The newsmaster is an individual capable of personally crafting RSS-based specialized information channels by utilizing technologies that allow him/her to select, aggregate, filter, exclude and identify quality news, information, content, tools and resources from the whole universe of content, news and information available on the Internet.
 
Newsmastering
is the ability of a human being to concert, orchestrate, edit, and refine quality search formulas that tap into the whole Internet content universe and beyond, and that filter out relevant information through selected keywords, source selection, ranking, heuristics, and many other possible criteria

Currently, Newsmastering is more an art than science and you can hear it from first hands. ITDynamo created and published seven (7) News Radars and more than dozen of others run in our testing and R & D environments.
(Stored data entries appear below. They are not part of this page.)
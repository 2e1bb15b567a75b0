//! # fanout
//!
//! Runs a worker binary over many sources in parallel.
//!
//! ```text
//! fanout [OPTIONS] <BINARY> [JOB]...
//! fanout -c 8 out/dm gm backend=gl
//! fanout -s jobs.txt out/dm
//! ```
//!
//! A job is a list of tokens: catalog names, file paths or globs, and
//! `key=value` flags forwarded to the worker as `--key value`. Inline job
//! tokens form one job; each non-blank line of a script is another.
//!
//! ## Configuration
//!
//! - `FANOUT_CPU_LIMIT` - CPU worker count (default: available processors)
//! - `FANOUT_GPU_LIMIT` - GPU worker count (default: `min(8, processors)`)
//! - `RUST_LOG` - log filter (default: `info`)

use std::num::NonZeroUsize;
use std::path::{Path, PathBuf};
use std::process::ExitCode;
use std::sync::Arc;

use anyhow::{Context, Result};
use clap::{ArgAction, Parser};
use fanout_core::{
    Catalog, DispatchConfig, Dispatcher, JobParser, LocalFs, ProcessRunner, Summary,
    WorkDescriptor,
};
use tokio::io::AsyncReadExt;

/// Parallel batch dispatcher for a worker binary.
#[derive(Debug, Parser)]
#[command(name = "fanout")]
#[command(version, about, long_about = None)]
pub struct Cli {
    /// Worker binary to invoke.
    pub binary: PathBuf,

    /// Inline job: catalog names, paths or globs, and key=value flags.
    #[arg(trailing_var_arg = true, allow_hyphen_values = true)]
    pub job: Vec<String>,

    /// File of jobs, one per line ("-" reads stdin).
    #[arg(short = 's', long)]
    pub script: Option<PathBuf>,

    /// Shuffle sources before batching.
    #[arg(
        short = 'r',
        long,
        action = ArgAction::Set,
        num_args = 0..=1,
        require_equals = true,
        default_value_t = true,
        default_missing_value = "true"
    )]
    pub random: bool,

    /// Only log failures.
    #[arg(short, long)]
    pub quiet: bool,

    /// Match catalog names exactly instead of by substring.
    #[arg(short, long)]
    pub exact: bool,

    /// CPU worker count.
    #[arg(short = 'c', long = "cpuLimit", env = "FANOUT_CPU_LIMIT")]
    pub cpu_limit: Option<NonZeroUsize>,

    /// GPU worker count.
    #[arg(short = 'g', long = "gpuLimit", env = "FANOUT_GPU_LIMIT")]
    pub gpu_limit: Option<NonZeroUsize>,
}

impl Cli {
    /// The dispatcher configuration these arguments describe.
    #[must_use]
    pub fn config(&self) -> DispatchConfig {
        let mut config = DispatchConfig::new(&self.binary)
            .with_shuffle(self.random)
            .with_quiet(self.quiet)
            .with_exact(self.exact);
        if let Some(limit) = self.cpu_limit {
            config = config.with_cpu_limit(limit.get());
        }
        if let Some(limit) = self.gpu_limit {
            config = config.with_gpu_limit(limit.get());
        }
        config
    }

    /// Every job's tokens: the inline job first, then the script's lines.
    pub async fn jobs(&self) -> Result<Vec<Vec<String>>> {
        let mut jobs = Vec::new();
        if !self.job.is_empty() {
            jobs.push(self.job.clone());
        }
        if let Some(script) = &self.script {
            let text = read_script(script).await?;
            jobs.extend(split_script(&text));
        }
        Ok(jobs)
    }
}

async fn read_script(path: &Path) -> Result<String> {
    if path == Path::new("-") {
        let mut text = String::new();
        tokio::io::stdin()
            .read_to_string(&mut text)
            .await
            .context("reading jobs from stdin")?;
        return Ok(text);
    }
    tokio::fs::read_to_string(path)
        .await
        .with_context(|| format!("reading script {}", path.display()))
}

/// Split a script into jobs: one per line, whitespace-separated tokens.
pub fn split_script(text: &str) -> Vec<Vec<String>> {
    text.lines()
        .map(|line| line.split_whitespace().map(str::to_string).collect::<Vec<_>>())
        .filter(|tokens| !tokens.is_empty())
        .collect()
}

/// Resolve, parse, dispatch, and report. Every job is parsed before any
/// work starts, so a bad job aborts the run with nothing dispatched.
pub async fn run(cli: Cli) -> Result<ExitCode> {
    let config = cli.config();
    let jobs = cli.jobs().await?;
    if jobs.is_empty() {
        tracing::warn!("no jobs given; nothing to do");
        return Ok(ExitCode::SUCCESS);
    }

    let catalog = Catalog::resolve(&config.binary)
        .await
        .context("resolving the worker's source catalog")?;

    let fs = LocalFs::new();
    let parser = JobParser::new(&catalog, &fs).with_options(config.parse_options());
    let mut work: Vec<WorkDescriptor> = Vec::with_capacity(jobs.len());
    for tokens in &jobs {
        let descriptor = parser
            .parse(tokens)
            .await
            .with_context(|| format!("invalid job: {}", tokens.join(" ")))?;
        work.push(descriptor);
    }

    let runner = Arc::new(ProcessRunner::new(&config.binary));
    let dispatcher = Dispatcher::start(config, runner);
    for descriptor in &work {
        dispatcher.dispatch(descriptor).await?;
    }
    let summary = dispatcher.finish().await?;

    report(&summary);
    Ok(if summary.is_success() {
        ExitCode::SUCCESS
    } else {
        ExitCode::FAILURE
    })
}

fn report(summary: &Summary) {
    tracing::info!(
        invocations = summary.invocations,
        succeeded = summary.succeeded,
        splits = summary.splits,
        retries = summary.retries,
        elapsed = ?summary.elapsed,
        "run complete"
    );
    if summary.is_success() {
        return;
    }
    for failure in &summary.failures {
        eprintln!("failed: {} ({})", failure.source, failure.class);
    }
    eprintln!("{} failures", summary.failures.len());
}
How a Newsmaster evaluates quality of her/his effort? How can we tell Radar with relevant, focused and still deep coverage of the Radar’s subject from a wide stream of news, articles and blogs where we have more misses than hits on the subject of our interest.

We also need to take into consideration that the Radars can be used as News Pages/News Displays with constantly updating stream of information from Web or they can be utilized as external Knowledge Bases where the information does not disappear after being removed from the display but rather archived and categorized. In the latter case, difference between the high and “so-so” quality News Radar may be even more visible.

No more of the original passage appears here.